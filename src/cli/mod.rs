//! CLI modules for the texanno binary.
//!
//! Kept in the library so commands can be tested without spawning the binary.

pub mod commands;
pub mod output;
pub mod parser;
pub mod utils;

pub use parser::{Cli, Commands, OutputFormat};

use clap::CommandFactory;
use clap_complete::generate;

/// Run a parsed command line.
pub fn run(cli: Cli) -> Result<(), String> {
    let config = utils::load_config(cli.config.as_deref())?;

    match cli.command {
        Commands::Export(args) => commands::export::run(args, &config),
        Commands::Diff(args) => commands::diff::run(args, &config),
        Commands::Score(args) => commands::score::run(args, &config),
        Commands::Config(args) => commands::config::run(args, &config),
        Commands::Completions { shell } => {
            generate(shell, &mut Cli::command(), "texanno", &mut std::io::stdout());
            Ok(())
        }
    }
}
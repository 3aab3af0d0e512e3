//! Tokenizers that report where each token came from.
//!
//! The exporter only needs three things from a tokenizer: the token count,
//! each token's char span (or `None`), and each token's surface string.
//! [`Tokenization`] carries exactly that.
//!
//! - [`WordTokenizer`]: Unicode word boundaries (UAX #29), whitespace dropped.
//!   Always available.
//! - [`HfTokenizer`]: a HuggingFace `tokenizer.json` (feature `hf-tokenizer`).
//!   No special tokens are added; any the model emits anyway get a `None` span.

use unicode_segmentation::UnicodeSegmentation;

use crate::offset::{SpanConverter, TokenOffsets};
use crate::Result;

/// Output of one tokenizer call.
#[derive(Debug, Clone, Default, PartialEq, Eq)]
pub struct Tokenization {
    tokens: Vec<String>,
    offsets: TokenOffsets,
}

impl Tokenization {
    /// Pair surface strings with char spans. Both must have one entry per token.
    pub fn new(tokens: Vec<String>, offsets: TokenOffsets) -> Result<Self> {
        if tokens.len() != offsets.len() {
            return Err(crate::Error::tokenizer(format!(
                "{} tokens but {} offsets",
                tokens.len(),
                offsets.len()
            )));
        }
        Ok(Self { tokens, offsets })
    }

    /// Number of tokens, special ones included.
    #[must_use]
    pub fn len(&self) -> usize {
        self.tokens.len()
    }

    /// Check if empty.
    #[must_use]
    pub fn is_empty(&self) -> bool {
        self.tokens.is_empty()
    }

    /// Char span `[start, end)` of token `idx`, `None` if untraceable.
    #[must_use]
    pub fn char_span(&self, idx: usize) -> Option<(usize, usize)> {
        self.offsets.get(idx)
    }

    /// Surface string of token `idx`.
    #[must_use]
    pub fn token_str(&self, idx: usize) -> Option<&str> {
        self.tokens.get(idx).map(String::as_str)
    }

    /// All token spans.
    #[must_use]
    pub fn offsets(&self) -> &TokenOffsets {
        &self.offsets
    }
}

/// Something that can split text into traceable tokens.
pub trait Tokenizer: Send + Sync {
    /// Tokenize `text`. Spans are char offsets into `text`.
    fn tokenize(&self, text: &str) -> Result<Tokenization>;

    /// Short name for logs.
    fn name(&self) -> &str;
}

/// Splits on Unicode word boundaries and drops whitespace segments.
///
/// `$\alpha$` becomes `$`, `\`, `alpha`, `$`, which is fine-grained enough
/// for LaTeX sources without a vocabulary file.
#[derive(Debug, Clone, Copy, Default)]
pub struct WordTokenizer;

impl Tokenizer for WordTokenizer {
    fn tokenize(&self, text: &str) -> Result<Tokenization> {
        let converter = SpanConverter::new(text);
        let mut tokens = Vec::new();
        let mut spans = Vec::new();

        for (byte_start, segment) in text.split_word_bound_indices() {
            if segment.trim().is_empty() {
                continue;
            }
            let chars = converter.byte_range_to_chars(byte_start..byte_start + segment.len());
            tokens.push(segment.to_string());
            spans.push(Some((chars.start, chars.end)));
        }

        Tokenization::new(tokens, TokenOffsets::new(spans))
    }

    fn name(&self) -> &str {
        "word"
    }
}

#[cfg(feature = "hf-tokenizer")]
pub use hf::HfTokenizer;

#[cfg(feature = "hf-tokenizer")]
mod hf {
    use std::path::Path;

    use super::{Tokenization, Tokenizer};
    use crate::offset::TokenOffsets;
    use crate::{Error, Result};

    /// Adapter over a HuggingFace `tokenizers` model.
    pub struct HfTokenizer {
        inner: tokenizers::Tokenizer,
        name: String,
    }

    impl HfTokenizer {
        /// Load a `tokenizer.json`.
        pub fn from_file(path: impl AsRef<Path>) -> Result<Self> {
            let path = path.as_ref();
            let inner = tokenizers::Tokenizer::from_file(path)
                .map_err(|e| Error::tokenizer(format!("{}: {}", path.display(), e)))?;
            log::info!("[tokenize] loaded {}", path.display());
            Ok(Self {
                inner,
                name: path.display().to_string(),
            })
        }
    }

    impl std::fmt::Debug for HfTokenizer {
        fn fmt(&self, f: &mut std::fmt::Formatter<'_>) -> std::fmt::Result {
            f.debug_struct("HfTokenizer").field("name", &self.name).finish()
        }
    }

    impl Tokenizer for HfTokenizer {
        fn tokenize(&self, text: &str) -> Result<Tokenization> {
            let encoding = self
                .inner
                .encode(text, false)
                .map_err(|e| Error::tokenizer(format!("encode: {}", e)))?;

            let special: Vec<bool> = encoding
                .get_special_tokens_mask()
                .iter()
                .map(|&m| m == 1)
                .collect();
            // Offsets from the Rust tokenizers crate are byte offsets.
            let offsets = TokenOffsets::from_byte_offsets(text, encoding.get_offsets(), &special);

            Tokenization::new(encoding.get_tokens().to_vec(), offsets)
        }

        fn name(&self) -> &str {
            &self.name
        }
    }
}
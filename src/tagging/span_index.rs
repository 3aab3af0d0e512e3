//! Character-level IOB tagging.

use log::debug;
use serde::{Deserialize, Serialize};

use super::{outside, SpanBoundary, TagSet, BEGIN_PREFIX, INSIDE_PREFIX};
use texanno_core::Annotation;

/// Tags every character of a text window with the annotations covering it.
///
/// Configured once, then applied to any number of windows. Pure: no state is
/// kept between calls.
#[derive(Debug, Clone, Copy, PartialEq, Eq, Serialize, Deserialize)]
pub struct SpanIndex {
    /// How `Annotation::end` is read.
    pub boundary: SpanBoundary,
    /// Skip the `begin annotation`/`end annotation` sentinel rows.
    pub skip_endpoints: bool,
}

impl Default for SpanIndex {
    fn default() -> Self {
        Self {
            boundary: SpanBoundary::HalfOpen,
            skip_endpoints: true,
        }
    }
}

impl SpanIndex {
    /// Create an index with the given boundary convention.
    #[must_use]
    pub fn new(boundary: SpanBoundary) -> Self {
        Self {
            boundary,
            ..Self::default()
        }
    }

    /// Include or skip the sentinel rows.
    #[must_use]
    pub fn with_skip_endpoints(mut self, skip: bool) -> Self {
        self.skip_endpoints = skip;
        self
    }

    /// Tag a window of `text_len` characters starting at absolute `offset`.
    ///
    /// Position `p` of the output describes absolute character `offset + p`.
    /// A span's first character gets `B-tag`, the rest `I-tag`. Positions
    /// outside the window are dropped, so a span crossing the window edge
    /// keeps its `B-` only if its start lies inside. Untouched positions get
    /// `{"O"}`.
    #[must_use]
    pub fn tag(&self, text_len: usize, annotations: &[Annotation], offset: usize) -> Vec<TagSet> {
        let mut tags: Vec<TagSet> = vec![TagSet::new(); text_len];
        let window_end = offset.saturating_add(text_len);
        let mut clipped = 0usize;

        for anno in annotations {
            if self.skip_endpoints && anno.is_sentinel() {
                continue;
            }

            let span_end = self.boundary.exclusive_end(anno.end);
            let from = anno.start.max(offset);
            let to = span_end.min(window_end);
            if anno.start < offset || span_end > window_end {
                clipped += 1;
            }

            let begin = format!("{}{}", BEGIN_PREFIX, anno.tag);
            let inside = format!("{}{}", INSIDE_PREFIX, anno.tag);
            for abs in from..to {
                let tag = if abs == anno.start { &begin } else { &inside };
                tags[abs - offset].insert(tag.clone());
            }
        }

        if clipped > 0 {
            debug!(
                "span index: {} of {} annotations clipped to window [{}, {})",
                clipped,
                annotations.len(),
                offset,
                window_end
            );
        }

        for set in &mut tags {
            if set.is_empty() {
                *set = outside();
            }
        }
        tags
    }
}
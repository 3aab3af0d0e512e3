//! Annotation persistence interface.
//!
//! The algorithms never touch storage directly. Store-backed entry points
//! ([`crate::export::export_save`], [`crate::compare`],
//! [`crate::eval::agreement`]) take an `&dyn AnnotationStore` built once by the
//! caller and passed down.
//!
//! # Save lifecycle
//!
//! ```text
//! insert (autosave=false) ──> new timestamped save, never overwritten
//! insert (autosave=true)  ──> replaces the previous autosave of the same
//!                             (file, user, savename)
//! finalize_save           ──> toggles `final`
//! delete_save             ──> sets `deleted` (hidden from listings)
//! ```

mod group;
mod memory;

pub use group::{group_rows, prefix_ids, AnnotationRow};
pub use memory::MemoryStore;

use chrono::{DateTime, Utc};

use crate::Result;
use texanno_core::{Annotation, SaveFilter, SaveKey, SaveSummary};

/// Repository of documents, saves and their annotations.
pub trait AnnotationStore: Send + Sync {
    /// Register (or replace) a document's raw text.
    fn add_document(&self, file_id: &str, text: &str) -> Result<()>;

    /// Raw text of a document.
    ///
    /// Fails with `NotFound` for unknown ids.
    fn document_text(&self, file_id: &str) -> Result<String>;

    /// Ids of all known documents, sorted.
    fn document_ids(&self) -> Result<Vec<String>>;

    /// Annotations of the latest non-deleted save, by any user, of every
    /// document except `exclude_file_id`, links nested. Targets for
    /// cross-document links.
    fn load_other_documents(&self, exclude_file_id: &str) -> Result<Vec<Annotation>>;

    /// Store `annotations` as a save of `user_id` on `file_id`.
    ///
    /// A missing `savename` is generated. Returns the new save's key.
    fn insert_annotations(
        &self,
        file_id: &str,
        user_id: &str,
        annotations: &[Annotation],
        autosave: bool,
        savename: Option<&str>,
    ) -> Result<SaveKey>;

    /// Annotations of one save, links nested under their source annotation.
    ///
    /// Without a timestamp the user's latest non-deleted save on the document
    /// is used; if there is none the result is empty.
    fn load_annotations(
        &self,
        file_id: &str,
        user_id: &str,
        timestamp: Option<&DateTime<Utc>>,
    ) -> Result<Vec<Annotation>>;

    /// Non-deleted saves passing `filter`, newest first.
    fn load_saves(&self, filter: &SaveFilter) -> Result<Vec<SaveSummary>>;

    /// Mark a save deleted.
    fn delete_save(&self, key: &SaveKey) -> Result<()>;

    /// Toggle a save's final flag; returns the new value.
    fn finalize_save(&self, key: &SaveKey) -> Result<bool>;

    /// User who created the earliest save named `savename`.
    fn initial_user(&self, savename: &str) -> Result<Option<String>>;
}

=== TASK INSTRUCTIONS ===
Taking the records from the top, repeat each line exactly until you have repeated the line that contains "use unicode_segmentation::UnicodeSegmentation;".

=== ANSWER ===
filename src/cli/mod.rs
//! CLI modules for the texanno binary.
//!
//! Kept in the library so commands can be tested without spawning the binary.

pub mod commands;
pub mod output;
pub mod parser;
pub mod utils;

pub use parser::{Cli, Commands, OutputFormat};

use clap::CommandFactory;
use clap_complete::generate;

/// Run a parsed command line.
pub fn run(cli: Cli) -> Result<(), String> {
    let config = utils::load_config(cli.config.as_deref())?;

    match cli.command {
        Commands::Export(args) => commands::export::run(args, &config),
        Commands::Diff(args) => commands::diff::run(args, &config),
        Commands::Score(args) => commands::score::run(args, &config),
        Commands::Config(args) => commands::config::run(args, &config),
        Commands::Completions { shell } => {
            generate(shell, &mut Cli::command(), "texanno", &mut std::io::stdout());
            Ok(())
        }
    }
}
repository 3aab3af0d0e512e3
//! Tokenizers that report where each token came from.
//!
//! The exporter only needs three things from a tokenizer: the token count,
//! each token's char span (or `None`), and each token's surface string.
//! [`Tokenization`] carries exactly that.
//!
//! - [`WordTokenizer`]: Unicode word boundaries (UAX #29), whitespace dropped.
//!   Always available.
//! - [`HfTokenizer`]: a HuggingFace `tokenizer.json` (feature `hf-tokenizer`).
//!   No special tokens are added; any the model emits anyway get a `None` span.

use unicode_segmentation::UnicodeSegmentation;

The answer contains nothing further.